For legal action. If a matter proceeds to litigation, the strength of the creditor's position depends heavily on what is documented. A solicitor receiving a well-organised file with a clear chronology, indexed evidence and a correspondence log can act quickly and economically. One receiving a folder of forwarded emails cannot.
For any complaint or dispute process. If a debtor raises a complaint — to the Small Business Commissioner or elsewhere — a creditor with a complete, dated record of the matter is far better placed to respond than one relying on memory and scattered correspondence.
What good records look like
Good records for a serious overdue invoice include:
- The agreement, SOW or purchase order that established the commercial relationship
- Evidence of delivery or completion — sign-off, acceptance emails, usage data or equivalent
- A clear invoice trail with due dates and payment terms
- A dated log of every contact made in the course of chasing
- A record of every commitment the debtor made and what happened to each one
- A classification of every debtor response — substantive or not, dispute or not
- The debtor's stated position at each stage
The absence of any of these elements weakens the creditor's position. Not fatally — many invoices are recovered on incomplete records — but measurably. A debtor who knows the creditor's file is thin has less reason to engage seriously.
The practical implication
UK payment practice scrutiny is increasing. Clean evidence, clear timelines and documented escalation are no longer just useful for recovery — they are increasingly the baseline expectation for any serious commercial claim.

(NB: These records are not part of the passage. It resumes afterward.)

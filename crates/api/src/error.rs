use axum::http::StatusCode;
use axum::response::{IntoResponse, Response};
use serde_json::json;
use smartseed_core::error::CoreError;

/// Application-level error type for HTTP handlers.
///
/// Wraps [`CoreError`] for domain errors and adds HTTP-specific variants.
/// Implements [`IntoResponse`] to produce consistent JSON error responses.
#[derive(Debug, thiserror::Error)]
pub enum AppError {
    /// A domain-level error from `smartseed_core`.
    #[error(transparent)]
    Core(#[from] CoreError),

    /// A database error from sqlx.
    #[error("Database error: {0}")]
    Database(#[from] sqlx::Error),

    /// A bad request with a human-readable message.
    #[error("Bad request: {0}")]
    BadRequest(String),

    /// An internal error with a human-readable message.
    #[error("Internal error: {0}")]
    InternalError(String),
}

/// Convenience type alias for handler return values.
pub type AppResult<T> = Result<T, AppError>;

impl IntoResponse for AppError {
    fn into_response(self) -> Response {
        let (status, code, message) = match &self {
            AppError::Core(core) => match core {
                CoreError::NotFound { entity, id } => (
                    StatusCode::NOT_FOUND,
                    "NOT_FOUND",
                    format!("{entity} with id {id} not found"),
                ),
                CoreError::NotFoundByKey { entity, key } => (
                    StatusCode::NOT_FOUND,
                    "NOT_FOUND",
                    format!("{entity} '{key}' not found"),
                ),
                CoreError::Validation(msg) => {
                    (StatusCode::BAD_REQUEST, "VALIDATION_ERROR", msg.clone())
                }
                CoreError::Precondition(msg) => {
                    (StatusCode::BAD_REQUEST, "PRECONDITION_FAILED", msg.clone())
                }
                CoreError::Unauthorized(msg) => {
                    (StatusCode::UNAUTHORIZED, "UNAUTHORIZED", msg.clone())
                }
                CoreError::Forbidden(msg) => (StatusCode::FORBIDDEN, "FORBIDDEN", msg.clone()),
            },

            AppError::Database(err) => classify_sqlx_error(err),

            AppError::BadRequest(msg) => (StatusCode::BAD_REQUEST, "BAD_REQUEST", msg.clone()),
            AppError::InternalError(msg) => {
                tracing::error!(error = %msg, "Internal error");
                (
                    StatusCode::INTERNAL_SERVER_ERROR,
                    "INTERNAL_ERROR",
                    "An internal error occurred".to_string(),
                )
            }
        };

        let body = json!({
            "error": message,
            "code": code,
        });

        (status, axum::Json(body)).into_response()
    }
}

/// Classify a sqlx error into an HTTP status, error code, and message.
///
/// - `RowNotFound` maps to 404.
/// - Unique constraint violations (constraint name starting with `uq_`) map to 409.
/// - Foreign key violations map to 400.
/// - Everything else maps to 500 with a sanitized message.
fn classify_sqlx_error(err: &sqlx::Error) -> (StatusCode, &'static str, String) {
    match err {
        sqlx::Error::RowNotFound => (
            StatusCode::NOT_FOUND,
            "NOT_FOUND",
            "Resource not found".to_string(),
        ),
        sqlx::Error::Database(db_err) => {
            let constraint = db_err.constraint().unwrap_or("unknown");
            match db_err.code().as_deref() {
                // unique_violation
                Some("23505") if constraint.starts_with("uq_") => {
                    return (
                        StatusCode::CONFLICT,
                        "CONFLICT",
                        format!("Duplicate value violates unique constraint: {constraint}"),
                    );
                }
                // foreign_key_violation
                Some("23503") => {
                    return (
                        StatusCode::BAD_REQUEST,
                        "BAD_REQUEST",
                        format!("Referenced row does not exist: {constraint}"),
                    );
                }
                _ => {}
            }
            tracing::error!(error = %db_err, "Database error");
            (
                StatusCode::INTERNAL_SERVER_ERROR,
                "INTERNAL_ERROR",
                "An internal error occurred".to_string(),
            )
        }
        other => {
            tracing::error!(error = %other, "Database error");
            (
                StatusCode::INTERNAL_SERVER_ERROR,
                "INTERNAL_ERROR",
                "An internal error occurred".to_string(),
            )
        }
    }
}
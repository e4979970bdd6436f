//! Drinks Repository
//!
//! PostgreSQL `drinks` 테이블 연산을 담당합니다. 레시피는 JSON 텍스트로
//! 저장됩니다.

use async_trait::async_trait;
use coffee_core::{decode_recipe, encode_recipe, Drink, Ingredient};
use sqlx::{FromRow, PgPool};
use tracing::{debug, info, warn};

use super::{DrinkRepository, RepositoryError};

// ================================================================================================
// Types
// ================================================================================================

/// 음료 레코드
#[derive(Debug, Clone, FromRow)]
struct DrinkRecord {
    id: i32,
    title: String,
    recipe: String,
}

impl TryFrom<DrinkRecord> for Drink {
    type Error = RepositoryError;

    fn try_from(record: DrinkRecord) -> Result<Self, Self::Error> {
        let recipe = decode_recipe(&record.recipe).map_err(|e| {
            warn!(drink_id = record.id, error = %e, "Stored recipe is corrupt");
            RepositoryError::from(e)
        })?;
        Ok(Drink::new(record.id, record.title, recipe))
    }
}

const CREATE_TABLE: &str = r#"
    CREATE TABLE IF NOT EXISTS drinks (
        id SERIAL PRIMARY KEY,
        title VARCHAR(80) NOT NULL UNIQUE,
        recipe TEXT NOT NULL
    )
"#;

// ================================================================================================
// Repository
// ================================================================================================

/// PostgreSQL 음료 저장소
#[derive(Debug, Clone)]
pub struct PgDrinkRepository {
    pool: PgPool,
}

impl PgDrinkRepository {
    pub fn new(pool: PgPool) -> Self {
        Self { pool }
    }

    /// 테이블을 준비합니다.
    ///
    /// `reset`이면 테이블을 삭제 후 다시 만들고 기본 음료("water")를 넣습니다.
    pub async fn setup_schema(&self, reset: bool) -> Result<(), RepositoryError> {
        if reset {
            warn!("Dropping drinks table");
            sqlx::query("DROP TABLE IF EXISTS drinks")
                .execute(&self.pool)
                .await?;
        }

        sqlx::query(CREATE_TABLE).execute(&self.pool).await?;

        if reset {
            let water = self
                .create("water", &[Ingredient::new("blue", "water", 1)])
                .await?;
            info!(drink_id = water.id(), "Seeded default drink");
        }

        Ok(())
    }
}

#[async_trait]
impl DrinkRepository for PgDrinkRepository {
    async fn list_all(&self) -> Result<Vec<Drink>, RepositoryError> {
        let records = sqlx::query_as::<_, DrinkRecord>(
            r#"
            SELECT id, title, recipe
            FROM drinks
            ORDER BY id
            "#,
        )
        .fetch_all(&self.pool)
        .await?;

        records.into_iter().map(Drink::try_from).collect()
    }

    async fn get_by_id(&self, id: i32) -> Result<Option<Drink>, RepositoryError> {
        let record = sqlx::query_as::<_, DrinkRecord>(
            r#"
            SELECT id, title, recipe
            FROM drinks
            WHERE id = $1
            "#,
        )
        .bind(id)
        .fetch_optional(&self.pool)
        .await?;

        record.map(Drink::try_from).transpose()
    }

    async fn create(&self, title: &str, recipe: &[Ingredient]) -> Result<Drink, RepositoryError> {
        let encoded = encode_recipe(recipe)?;

        let record = sqlx::query_as::<_, DrinkRecord>(
            r#"
            INSERT INTO drinks (title, recipe)
            VALUES ($1, $2)
            RETURNING id, title, recipe
            "#,
        )
        .bind(title)
        .bind(&encoded)
        .fetch_one(&self.pool)
        .await?;

        debug!(drink_id = record.id, "Drink inserted");
        Drink::try_from(record)
    }

    async fn update(&self, drink: &Drink) -> Result<Drink, RepositoryError> {
        let encoded = drink.encoded_recipe()?;

        let record = sqlx::query_as::<_, DrinkRecord>(
            r#"
            UPDATE drinks
            SET title = $2, recipe = $3
            WHERE id = $1
            RETURNING id, title, recipe
            "#,
        )
        .bind(drink.id())
        .bind(&drink.title)
        .bind(&encoded)
        .fetch_optional(&self.pool)
        .await?
        .ok_or(RepositoryError::NotFound)?;

        Drink::try_from(record)
    }

    async fn delete(&self, drink: &Drink) -> Result<(), RepositoryError> {
        let result = sqlx::query("DELETE FROM drinks WHERE id = $1")
            .bind(drink.id())
            .execute(&self.pool)
            .await?;

        if result.rows_affected() == 0 {
            return Err(RepositoryError::NotFound);
        }
        Ok(())
    }

    async fn health_check(&self) -> Result<(), RepositoryError> {
        sqlx::query("SELECT 1").execute(&self.pool).await?;
        Ok(())
    }
}
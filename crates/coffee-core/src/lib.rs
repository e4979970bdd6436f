//! # Coffee Core
//!
//! 커피숍 메뉴 API의 핵심 도메인 모델 및 공용 인프라를 제공합니다.
//!
//! 이 크레이트는 API 서버 전반에서 사용되는 기본 타입을 제공합니다:
//! - 음료(Drink) 및 레시피 재료(Ingredient) 모델
//! - 공개용(short) / 상세용(long) 직렬화 뷰
//! - 레시피 직렬화 코덱
//! - 설정 관리
//! - 로깅 인프라

pub mod config;
pub mod domain;
pub mod error;
pub mod logging;

pub use crate::config::*;
pub use domain::*;
pub use error::*;
pub use logging::*;
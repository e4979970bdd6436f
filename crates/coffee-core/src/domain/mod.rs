//! 커피숍 도메인 모델.

pub mod drink;

pub use drink::*;
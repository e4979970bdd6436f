//! 통합 API 에러 응답 타입.
//!
//! 모든 엔드포인트에서 일관된 에러 형식을 제공합니다.
//!
//! ```json
//! {
//!   "success": false,
//!   "error": 404,
//!   "message": "resource not found"
//! }
//! ```
//!
//! 인증 에러는 [`AuthError`]가 직접 응답을 만들며 `code`/`description`을
//! 추가로 담습니다.

use axum::{
    extract::rejection::JsonRejection,
    http::StatusCode,
    response::{IntoResponse, Response},
    Json,
};
use serde::{Deserialize, Serialize};
use tracing::{error, warn};

use crate::auth::AuthError;
use crate::repository::RepositoryError;

/// 에러 응답 본문.
#[derive(Debug, Clone, PartialEq, Eq, Serialize, Deserialize)]
pub struct ApiErrorResponse {
    /// 항상 false
    pub success: bool,
    /// HTTP 상태 코드
    pub error: u16,
    /// 사람이 읽을 수 있는 에러 메시지
    pub message: String,
}

impl ApiErrorResponse {
    pub fn new(status: StatusCode, message: impl Into<String>) -> Self {
        Self {
            success: false,
            error: status.as_u16(),
            message: message.into(),
        }
    }
}

/// API 에러.
///
/// 내부 상세 내용은 로그로만 남기고 응답에는 상태별 고정 메시지를 씁니다.
#[derive(Debug, thiserror::Error)]
pub enum ApiError {
    #[error("잘못된 요청: {0}")]
    BadRequest(String),
    #[error(transparent)]
    Auth(#[from] AuthError),
    #[error("리소스를 찾을 수 없습니다")]
    NotFound,
    #[error("허용되지 않는 메서드")]
    MethodNotAllowed,
    #[error("요청 시간 초과")]
    Timeout,
    #[error("처리할 수 없는 요청: {0}")]
    Unprocessable(String),
    #[error("내부 서버 에러: {0}")]
    Internal(String),
}

impl ApiError {
    pub fn status(&self) -> StatusCode {
        match self {
            ApiError::BadRequest(_) => StatusCode::BAD_REQUEST,
            ApiError::Auth(e) => e.status(),
            ApiError::NotFound => StatusCode::NOT_FOUND,
            ApiError::MethodNotAllowed => StatusCode::METHOD_NOT_ALLOWED,
            ApiError::Timeout => StatusCode::REQUEST_TIMEOUT,
            ApiError::Unprocessable(_) => StatusCode::UNPROCESSABLE_ENTITY,
            ApiError::Internal(_) => StatusCode::INTERNAL_SERVER_ERROR,
        }
    }

    fn public_message(&self) -> &'static str {
        match self {
            ApiError::BadRequest(_) => "bad request",
            ApiError::Auth(_) => "unauthorized",
            ApiError::NotFound => "resource not found",
            ApiError::MethodNotAllowed => "method not allowed",
            ApiError::Timeout => "request timeout",
            ApiError::Unprocessable(_) => "unprocessable",
            ApiError::Internal(_) => "internal server error",
        }
    }

    /// 조회 라우트용 매핑: 모든 저장소 에러는 500.
    pub fn from_read(err: RepositoryError) -> Self {
        ApiError::Internal(err.to_string())
    }

    /// 쓰기 라우트용 매핑.
    ///
    /// `NotFound` → 404, `Unavailable` → 500, 나머지 → 422.
    pub fn from_write(err: RepositoryError) -> Self {
        match err {
            RepositoryError::NotFound => ApiError::NotFound,
            RepositoryError::Unavailable(_) => ApiError::Internal(err.to_string()),
            RepositoryError::Conflict(_)
            | RepositoryError::Corrupt(_)
            | RepositoryError::Database(_) => ApiError::Unprocessable(err.to_string()),
        }
    }
}

/// 본문을 받는 라우트는 모두 쓰기 라우트라 본문 거부는 422입니다.
impl From<JsonRejection> for ApiError {
    fn from(rejection: JsonRejection) -> Self {
        ApiError::Unprocessable(rejection.body_text())
    }
}

/// 본문 없는 타임아웃 응답을 JSON 에러 본문으로 바꿉니다.
///
/// `TimeoutLayer` 바깥에 `middleware::map_response`로 붙입니다.
pub async fn json_timeout_response(response: Response) -> Response {
    if response.status() == StatusCode::REQUEST_TIMEOUT {
        ApiError::Timeout.into_response()
    } else {
        response
    }
}

impl IntoResponse for ApiError {
    fn into_response(self) -> Response {
        let status = self.status();

        match &self {
            ApiError::Auth(_) => {}
            ApiError::Internal(detail) => {
                error!(status = %status, detail = %detail, "Request failed")
            }
            ApiError::BadRequest(detail) | ApiError::Unprocessable(detail) => {
                warn!(status = %status, detail = %detail, "Request rejected")
            }
            ApiError::Timeout => warn!(status = %status, "Request timed out"),
            ApiError::NotFound | ApiError::MethodNotAllowed => {}
        }

        match self {
            ApiError::Auth(e) => e.into_response(),
            other => (
                status,
                Json(ApiErrorResponse::new(status, other.public_message())),
            )
                .into_response(),
        }
    }
}

/// API 결과 타입.
pub type ApiResult<T> = Result<T, ApiError>;
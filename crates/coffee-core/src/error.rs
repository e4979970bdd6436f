//! 도메인 에러 타입.
//!
//! 음료 모델과 레시피 코덱에서 사용되는 에러를 정의합니다.

use thiserror::Error;

/// 도메인 에러.
#[derive(Debug, Error)]
pub enum DomainError {
    /// 레시피 직렬화 실패
    #[error("레시피 직렬화 실패: {0}")]
    RecipeEncoding(String),

    /// 저장된 레시피 텍스트를 해석할 수 없음
    #[error("레시피 역직렬화 실패: {0}")]
    RecipeDecoding(String),
}

/// 도메인 작업을 위한 Result 타입.
pub type DomainResult<T> = Result<T, DomainError>;

#[cfg(test)]
mod tests {
    use super::*;

    #[test]
    fn test_error_display() {
        let err = DomainError::RecipeDecoding("expected value".to_string());
        assert_eq!(err.to_string(), "레시피 역직렬화 실패: expected value");
    }
}
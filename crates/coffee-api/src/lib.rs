//! 커피숍 메뉴 REST API 서버.
//!
//! 이 크레이트는 다음을 제공합니다:
//! - Axum 기반 음료 메뉴 REST API
//! - 외부 발급자(Auth0) RS256 토큰 검증과 권한 가드
//! - PostgreSQL 음료 저장소
//! - 헬스 체크 엔드포인트
//!
//! # 모듈 구성
//!
//! - [`state`]: 애플리케이션 공유 상태 (AppState)
//! - [`routes`]: REST API 엔드포인트
//! - [`auth`]: 토큰 검증 및 권한 관리
//! - [`repository`]: 음료 저장소
//! - [`error`]: API 에러 응답
//! - [`extract`]: 검증 포함 JSON 추출기

pub mod auth;
pub mod error;
pub mod extract;
pub mod repository;
pub mod routes;
pub mod state;

pub use auth::{AuthError, Claims, Permission, TokenVerifier};
pub use error::{ApiError, ApiErrorResponse, ApiResult};
pub use extract::ValidatedJson;
pub use repository::{DrinkRepository, PgDrinkRepository, RepositoryError};
pub use routes::*;
pub use state::AppState;

#[cfg(any(test, feature = "test-utils"))]
pub use state::create_test_state;
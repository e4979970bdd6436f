//! Bearer 토큰 추출 및 검증.

use std::sync::Arc;
use std::time::Duration;

use axum::http::HeaderValue;
use coffee_core::AuthConfig;
use jsonwebtoken::errors::ErrorKind;
use jsonwebtoken::jwk::Jwk;
use jsonwebtoken::{decode, decode_header, Algorithm, DecodingKey, Validation};
use tracing::debug;

use super::jwks::{CachedKeySource, JwksFetcher, KeySource};
use super::{AuthError, Claims};

/// Authorization 헤더에서 Bearer 토큰을 꺼냅니다.
///
/// 헤더는 정확히 `Bearer <token>` 두 부분이어야 합니다. 스킴은 대소문자를
/// 구분하지 않습니다.
pub fn bearer_token(header: Option<&HeaderValue>) -> Result<&str, AuthError> {
    let header = header
        .ok_or_else(AuthError::missing_header)?
        .to_str()
        .map_err(|_| AuthError::invalid_header("Authorization header must be bearer token."))?;

    let mut parts = header.split_whitespace();
    match (parts.next(), parts.next(), parts.next()) {
        (Some(scheme), Some(token), None) if scheme.eq_ignore_ascii_case("bearer") => Ok(token),
        (Some(scheme), _, _) if !scheme.eq_ignore_ascii_case("bearer") => Err(
            AuthError::invalid_header("Authorization header must start with \"Bearer\"."),
        ),
        (Some(_), None, _) => Err(AuthError::invalid_header("Token not found.")),
        _ => Err(AuthError::invalid_header(
            "Authorization header must be bearer token.",
        )),
    }
}

/// RS256 토큰 검증기.
///
/// 토큰 헤더의 `kid`로 키 세트에서 공개 키를 찾고, 서명과 `exp`/`iss`/`aud`를
/// 검증합니다.
pub struct TokenVerifier {
    keys: Arc<dyn KeySource>,
    audience: String,
    issuer: String,
}

impl TokenVerifier {
    pub fn new(
        keys: Arc<dyn KeySource>,
        audience: impl Into<String>,
        issuer: impl Into<String>,
    ) -> Self {
        Self {
            keys,
            audience: audience.into(),
            issuer: issuer.into(),
        }
    }

    /// 설정에서 검증기 생성.
    ///
    /// `jwks_cache_ttl_secs`가 0이면 매 요청마다 키 세트를 조회합니다.
    pub fn from_config(config: &AuthConfig) -> Result<Self, reqwest::Error> {
        let fetcher = JwksFetcher::new(config.jwks_url())?;

        let keys: Arc<dyn KeySource> = if config.jwks_cache_ttl_secs > 0 {
            Arc::new(CachedKeySource::new(
                fetcher,
                Duration::from_secs(config.jwks_cache_ttl_secs),
            ))
        } else {
            Arc::new(fetcher)
        };

        Ok(Self::new(keys, config.audience.clone(), config.issuer()))
    }

    pub fn audience(&self) -> &str {
        &self.audience
    }

    pub fn issuer(&self) -> &str {
        &self.issuer
    }

    /// 토큰을 검증하고 클레임을 반환합니다.
    pub async fn verify(&self, token: &str) -> Result<Claims, AuthError> {
        let header = decode_header(token).map_err(|e| {
            debug!(error = %e, "Unable to parse token header");
            AuthError::invalid_token()
        })?;

        let kid = header.kid.ok_or_else(|| {
            debug!("Token header has no kid");
            AuthError::invalid_token()
        })?;

        let jwk = self.find_key(&kid).await?;
        let key = DecodingKey::from_jwk(&jwk).map_err(|e| {
            debug!(kid = %kid, error = %e, "Signing key is not usable");
            AuthError::key_not_found()
        })?;

        let mut validation = Validation::new(Algorithm::RS256);
        validation.set_audience(&[&self.audience]);
        validation.set_issuer(&[&self.issuer]);
        validation.set_required_spec_claims(&["exp", "iss", "aud"]);

        decode::<Claims>(token, &key, &validation)
            .map(|data| data.claims)
            .map_err(|e| {
                debug!(kid = %kid, error = %e, "Token rejected");
                match e.kind() {
                    ErrorKind::ExpiredSignature => AuthError::token_expired(),
                    ErrorKind::InvalidAudience
                    | ErrorKind::InvalidIssuer
                    | ErrorKind::MissingRequiredClaim(_) => AuthError::invalid_claims(),
                    ErrorKind::InvalidSignature => AuthError::invalid_signature(),
                    _ => AuthError::invalid_token(),
                }
            })
    }

    async fn find_key(&self, kid: &str) -> Result<Jwk, AuthError> {
        let keys = self.keys.key_set().await?;
        if let Some(jwk) = keys.find(kid) {
            return Ok(jwk.clone());
        }

        // 키 교체 직후일 수 있으므로 캐시를 한 번 갱신
        if self.keys.is_cached() {
            debug!(kid = %kid, "Key id not in cached key set, refreshing");
            let keys = self.keys.refresh().await?;
            if let Some(jwk) = keys.find(kid) {
                return Ok(jwk.clone());
            }
        }

        Err(AuthError::key_not_found())
    }
}

#[cfg(test)]
mod tests {
    use super::*;
    use crate::auth::test_support::{
        sign_claims, sign_claims_with, test_verifier, token_with_permissions, valid_claims,
        OTHER_PRIVATE_KEY, TEST_AUDIENCE, TEST_KID,
    };
    use axum::http::StatusCode;
    use serde_json::json;

    fn header(value: &str) -> HeaderValue {
        HeaderValue::from_str(value).unwrap()
    }

    #[test]
    fn test_bearer_token_extracts_token() {
        assert_eq!(bearer_token(Some(&header("Bearer abc.def"))).unwrap(), "abc.def");
        assert_eq!(bearer_token(Some(&header("bearer abc"))).unwrap(), "abc");
    }

    #[test]
    fn test_bearer_token_rejections() {
        let err = bearer_token(None).unwrap_err();
        assert_eq!(err.code(), "authorization_header_missing");
        assert_eq!(err.status(), StatusCode::UNAUTHORIZED);

        for value in ["Basic abc", "Bearer", "Bearer a b", "Token abc"] {
            let err = bearer_token(Some(&header(value))).unwrap_err();
            assert_eq!(err.code(), "invalid_header", "{}", value);
            assert_eq!(err.status(), StatusCode::UNAUTHORIZED);
        }
    }

    #[tokio::test]
    async fn test_verify_valid_token() {
        let token = token_with_permissions(&["get:drinks-detail"]);
        let claims = test_verifier().verify(&token).await.unwrap();

        assert_eq!(claims.permissions, Some(vec!["get:drinks-detail".to_string()]));
        assert_eq!(claims.subject(), "auth0|test-user");
    }

    #[tokio::test]
    async fn test_verify_accepts_audience_list() {
        let mut claims = valid_claims();
        claims["aud"] = json!([TEST_AUDIENCE, "https://coffee-shop.test/userinfo"]);

        let verified = test_verifier().verify(&sign_claims(&claims)).await;
        assert!(verified.is_ok());
    }

    #[tokio::test]
    async fn test_verify_expired_token() {
        let mut claims = valid_claims();
        claims["exp"] = json!(chrono::Utc::now().timestamp() - 3600);

        let err = test_verifier().verify(&sign_claims(&claims)).await.unwrap_err();
        assert_eq!(err.code(), "token_expired");
        assert_eq!(err.status(), StatusCode::UNAUTHORIZED);
    }

    #[tokio::test]
    async fn test_verify_wrong_audience() {
        let mut claims = valid_claims();
        claims["aud"] = json!("other-api");

        let err = test_verifier().verify(&sign_claims(&claims)).await.unwrap_err();
        assert_eq!(err.code(), "invalid_claims");
        assert_eq!(err.status(), StatusCode::UNAUTHORIZED);
    }

    #[tokio::test]
    async fn test_verify_wrong_issuer() {
        let mut claims = valid_claims();
        claims["iss"] = json!("https://evil.example.com/");

        let err = test_verifier().verify(&sign_claims(&claims)).await.unwrap_err();
        assert_eq!(err.code(), "invalid_claims");
    }

    #[tokio::test]
    async fn test_verify_missing_issuer() {
        let mut claims = valid_claims();
        claims.as_object_mut().unwrap().remove("iss");

        let err = test_verifier().verify(&sign_claims(&claims)).await.unwrap_err();
        assert_eq!(err.code(), "invalid_claims");
    }

    #[tokio::test]
    async fn test_verify_signed_by_other_key() {
        let token = sign_claims_with(OTHER_PRIVATE_KEY, Some(TEST_KID), &valid_claims());

        let err = test_verifier().verify(&token).await.unwrap_err();
        assert_eq!(err.code(), "invalid_signature");
        assert_eq!(err.status(), StatusCode::UNAUTHORIZED);
    }

    #[tokio::test]
    async fn test_verify_unknown_kid() {
        let token = sign_claims_with(OTHER_PRIVATE_KEY, Some("rotated-key"), &valid_claims());

        let err = test_verifier().verify(&token).await.unwrap_err();
        assert_eq!(err.code(), "key_not_found");
        assert_eq!(err.status(), StatusCode::BAD_REQUEST);
    }

    #[tokio::test]
    async fn test_verify_missing_kid() {
        let token = sign_claims_with(OTHER_PRIVATE_KEY, None, &valid_claims());

        let err = test_verifier().verify(&token).await.unwrap_err();
        assert_eq!(err.code(), "invalid_token");
        assert_eq!(err.status(), StatusCode::BAD_REQUEST);
    }

    #[tokio::test]
    async fn test_verify_garbage_token() {
        let err = test_verifier().verify("not-a-jwt").await.unwrap_err();
        assert_eq!(err.code(), "invalid_token");
    }
}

If you have a serious overdue invoice, the question is not only whether to escalate. It is whether the record you have built is complete enough to support escalation effectively. If it is, pressure can be applied. If it is not, the file needs to be built before anything else proceeds.
This article describes general trends in UK payment practice and documentation. It does not constitute legal advice. Vindox is not a law firm. For legal advice specific to your situation, consult a qualified solicitor.